Mas, tão logo o anúncio foi feito, os setores contrários começaram a fazer barulho e pressionar o governo. O Governo começou a sofrer pressões dos ruralistas, mas também do PMDB. Além disso, a atualização dos índices agropecuários sofre a expressa oposição do ministro da Agricultura, Reinhold Stephanes. Na mobilização contra a revisão dos índices de produtividade o PMDB e os fazendeiros defendem os mesmos argumentos: de que o momento (de crise) não seria o mais apropriado, de que o modelo adotado é simplista, de que a medida seria atender a um pedido do MST, e de que geraria novos conflitos no campo.

Para fazer a nova tabela de produtividade no campo, foi pesquisada a produção em 554 microrregiões do País, com base em dados do Instituto Brasileiro de Geografia e Estatística (IBGE) e dos municípios. Os novos índices serão calculados pela média da produtividade dessas microrregiões entre 1996 e 2007.

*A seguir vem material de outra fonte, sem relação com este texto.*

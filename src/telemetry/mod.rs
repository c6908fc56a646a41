//! # Módulo de Telemetria
//!
//! Liga os logs estruturados (`tracing`) a três destinos:
//!
//! - console, compartilhado por todos os workers do processo
//! - arquivo de log da execução (opcional)
//! - coletor OpenTelemetry via OTLP (opcional)
//!
//! ## Para todos entenderem:
//!
//! Com vários workers rodando ao mesmo tempo, duas linhas de log podem
//! tentar sair no console no mesmo instante e se misturar. A camada de
//! console escreve através de um `Mutex<Stdout>`: o lock é pego só para
//! formatar e emitir uma linha, e solto em seguida.
//!
//! Cada registro processado vira um span (`process`) com `index` e `key`,
//! então no Jaeger/Tempo dá para ver quanto tempo cada cadastro levou e em
//! qual etapa ele falhou.
//!
//! ## Configuração via variáveis de ambiente:
//!
//! - `RUST_LOG`: filtro de nível (vence o `log_level` da configuração)
//! - `OTEL_SERVICE_NAME`: Nome do serviço
//! - `OTEL_EXPORTER_OTLP_ENDPOINT`: URL do coletor OTLP
//! - `OTEL_TRACES_SAMPLER_ARG`: Taxa de sampling (0.0-1.0)

use anyhow::Context;
use chrono::Local;
use opentelemetry::trace::TracerProvider as _;
use opentelemetry::{global, KeyValue};
use opentelemetry_otlp::WithExportConfig;
use opentelemetry_sdk::runtime::Tokio;
use opentelemetry_sdk::trace::{RandomIdGenerator, Sampler, Tracer, TracerProvider};
use opentelemetry_sdk::{trace as sdktrace, Resource};
use std::fs::{self, OpenOptions};
use std::io;
use std::path::{Path, PathBuf};
use std::sync::Mutex;
use tracing::Level;
use tracing_opentelemetry::OpenTelemetryLayer;
use tracing_subscriber::layer::SubscriberExt;
use tracing_subscriber::util::SubscriberInitExt;
use tracing_subscriber::EnvFilter;

// ============================================================================
// CONFIGURAÇÃO
// ============================================================================

#[derive(Debug, Clone)]
pub struct TelemetryConfig {
    /// Nome do serviço nos traces.
    pub service_name: String,

    /// Endpoint OTLP (ex: "http://localhost:4317"). Se None, sem exporter.
    pub otlp_endpoint: Option<String>,

    /// Taxa de sampling (0.0 a 1.0).
    pub sampling_ratio: f64,

    pub enable_console_logging: bool,

    /// Arquivo de log da execução, sem cores.
    pub log_file: Option<PathBuf>,

    /// Nível mínimo quando `RUST_LOG` não está definido.
    pub log_level: Level,
}

impl Default for TelemetryConfig {
    fn default() -> Self {
        Self {
            service_name: "sync-runner".to_string(),
            otlp_endpoint: None,
            sampling_ratio: 1.0,
            enable_console_logging: true,
            log_file: None,
            log_level: Level::INFO,
        }
    }
}

impl TelemetryConfig {
    /// Padrão + variáveis `OTEL_*` do processo.
    pub fn from_env() -> Self {
        let mut config = Self::default();
        config.apply_overrides(|name| std::env::var(name).ok());
        config
    }

    pub fn apply_overrides<F>(&mut self, lookup: F)
    where
        F: Fn(&str) -> Option<String>,
    {
        if let Some(name) = lookup("OTEL_SERVICE_NAME") {
            self.service_name = name;
        }
        if let Some(endpoint) = lookup("OTEL_EXPORTER_OTLP_ENDPOINT") {
            self.otlp_endpoint = Some(endpoint);
        }
        if let Some(ratio) = lookup("OTEL_TRACES_SAMPLER_ARG") {
            if let Ok(r) = ratio.parse::<f64>() {
                self.sampling_ratio = r.clamp(0.0, 1.0);
            }
        }
    }

    /// Nível a partir do texto da configuração; texto inválido vira INFO.
    pub fn with_level(mut self, level: &str) -> Self {
        self.log_level = level.trim().parse().unwrap_or(Level::INFO);
        self
    }

    /// `<dir>/sync_<partição>_<AAAAMMDD_HHMMSS>.log`
    pub fn log_file_for(dir: &Path, label: &str) -> PathBuf {
        dir.join(format!("sync_{}_{}.log", label, Local::now().format("%Y%m%d_%H%M%S")))
    }
}

// ============================================================================
// INICIALIZAÇÃO
// ============================================================================

/// Instala o subscriber global.
///
/// ## Retorno:
///
/// - `Ok(Some(Tracer))`: OTLP configurado
/// - `Ok(None)`: apenas console/arquivo
/// - `Err`: arquivo de log inacessível, exporter inválido ou subscriber já instalado
pub fn init_telemetry(config: TelemetryConfig) -> anyhow::Result<Option<Tracer>> {
    let env_filter = EnvFilter::try_from_default_env()
        .unwrap_or_else(|_| EnvFilter::new(config.log_level.to_string()));

    let tracer = match &config.otlp_endpoint {
        Some(endpoint) => Some(init_otlp_tracer(&config.service_name, endpoint, config.sampling_ratio)?),
        None => None,
    };
    let otel_layer = tracer.clone().map(OpenTelemetryLayer::new);

    let console_layer = config.enable_console_logging.then(|| {
        tracing_subscriber::fmt::layer()
            .compact()
            .with_target(false)
            .with_writer(Mutex::new(io::stdout()))
    });

    let file_layer = match &config.log_file {
        Some(path) => {
            if let Some(dir) = path.parent() {
                fs::create_dir_all(dir).with_context(|| format!("Failed to create log dir {:?}", dir))?;
            }
            let file = OpenOptions::new()
                .create(true)
                .append(true)
                .open(path)
                .with_context(|| format!("Failed to open log file {:?}", path))?;
            Some(
                tracing_subscriber::fmt::layer()
                    .with_ansi(false)
                    .with_target(false)
                    .with_writer(Mutex::new(file)),
            )
        }
        None => None,
    };

    tracing_subscriber::registry()
        .with(env_filter)
        .with(otel_layer)
        .with(console_layer)
        .with(file_layer)
        .try_init()?;

    match &config.otlp_endpoint {
        Some(endpoint) => tracing::info!(
            service_name = %config.service_name,
            endpoint = %endpoint,
            sampling_ratio = config.sampling_ratio,
            "Telemetria OTEL inicializada"
        ),
        None => tracing::debug!("Telemetria inicializada (sem OTLP)"),
    }
    if let Some(path) = &config.log_file {
        tracing::info!(path = ?path, "Log em arquivo");
    }

    Ok(tracer)
}

// ============================================================================
// TRACER OTLP
// ============================================================================

fn init_otlp_tracer(service_name: &str, endpoint: &str, sampling_ratio: f64) -> anyhow::Result<Tracer> {
    let sampler = if sampling_ratio >= 1.0 {
        Sampler::AlwaysOn
    } else if sampling_ratio <= 0.0 {
        Sampler::AlwaysOff
    } else {
        Sampler::TraceIdRatioBased(sampling_ratio)
    };

    let tracer_provider = TracerProvider::builder()
        .with_batch_exporter(
            opentelemetry_otlp::new_exporter()
                .tonic()
                .with_endpoint(endpoint)
                .build_span_exporter()?,
            Tokio,
        )
        .with_config(
            sdktrace::Config::default()
                .with_sampler(sampler)
                .with_id_generator(RandomIdGenerator::default())
                .with_resource(Resource::new(vec![KeyValue::new(
                    "service.name",
                    service_name.to_string(),
                )])),
        )
        .build();

    let tracer = tracer_provider.tracer(service_name.to_string());
    global::set_tracer_provider(tracer_provider);

    Ok(tracer)
}

// ============================================================================
// ENCERRAMENTO
// ============================================================================

/// Flush dos spans pendentes. Chamar antes de sair do processo.
pub fn shutdown_telemetry() {
    global::shutdown_tracer_provider();
}

#[cfg(test)]
mod tests {
    use super::*;
    use std::collections::HashMap;

    #[test]
    fn test_config_default() {
        let config = TelemetryConfig::default();
        assert_eq!(config.service_name, "sync-runner");
        assert!(config.otlp_endpoint.is_none());
        assert_eq!(config.sampling_ratio, 1.0);
        assert!(config.enable_console_logging);
        assert!(config.log_file.is_none());
    }

    #[test]
    fn test_overrides_clamp_sampling() {
        let env: HashMap<&str, &str> = [
            ("OTEL_EXPORTER_OTLP_ENDPOINT", "http://jaeger:4317"),
            ("OTEL_TRACES_SAMPLER_ARG", "7"),
        ]
        .into_iter()
        .collect();
        let mut config = TelemetryConfig::default();
        config.apply_overrides(|name| env.get(name).map(|v| v.to_string()));

        assert_eq!(config.otlp_endpoint.as_deref(), Some("http://jaeger:4317"));
        assert_eq!(config.sampling_ratio, 1.0);
    }

    #[test]
    fn test_level_from_text() {
        assert_eq!(TelemetryConfig::default().with_level("debug").log_level, Level::DEBUG);
        assert_eq!(TelemetryConfig::default().with_level("barulho").log_level, Level::INFO);
    }

    #[test]
    fn test_log_file_name() {
        let path = TelemetryConfig::log_file_for(Path::new("/tmp/saida"), "inst2");
        let name = path.file_name().unwrap().to_string_lossy().into_owned();
        assert!(name.starts_with("sync_inst2_"));
        assert!(name.ends_with(".log"));
        assert!(path.starts_with("/tmp/saida"));
    }
}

Os fazendeiros argumentam que com os novos índices teriam que produzir mais para não verem suas terras desapropriadas para reforma agrária. Dados dão conta de que a produtividade atual estaria bem acima dos novos índices. Entre os índices mais elevados, os produtores de soja de Sorriso (MT), por exemplo, terão de produzir pelo menos 2,4 toneladas por hectare, ao invés da 1,2 tonelada do índice atual. Mas, observe-se que a produtividade na região na safra 2006/2007 foi de 3.062 kg por hectare.

O ministro Stephanes reconheceu que “a reação” dos ruralistas “foi muito forte. Acima de qualquer expectativa”. Diante das pressões desses setores contrários, o ministro Stephanes já admitiu que “o presidente Lula não estipulou prazo algum, apenas determinou que terminássemos os estudos”. Ou seja, do certo está se regredindo para o incerto, o que não descarta que o presidente Lula mais uma vez volte atrás e desista do novo índice de produtividade.

A tramitação para a aprovação nos novos índices seria simples. A única formalidade exigida antes da assinatura seria a convocação do Conselho de Política Agrícola, órgão consultivo presidido por Stephanes. Isso, segundo a Agricultura, deve ocorrer esta semana.

(Ecodebate, 03/09/2009) publicado pelo IHU On-line, 02/09/2009 [IHU On-line é publicado pelo Instituto Humanitas Unisinos – IHU, da Universidade do Vale do Rio dos Sinos – Unisinos, em São Leopoldo, RS.]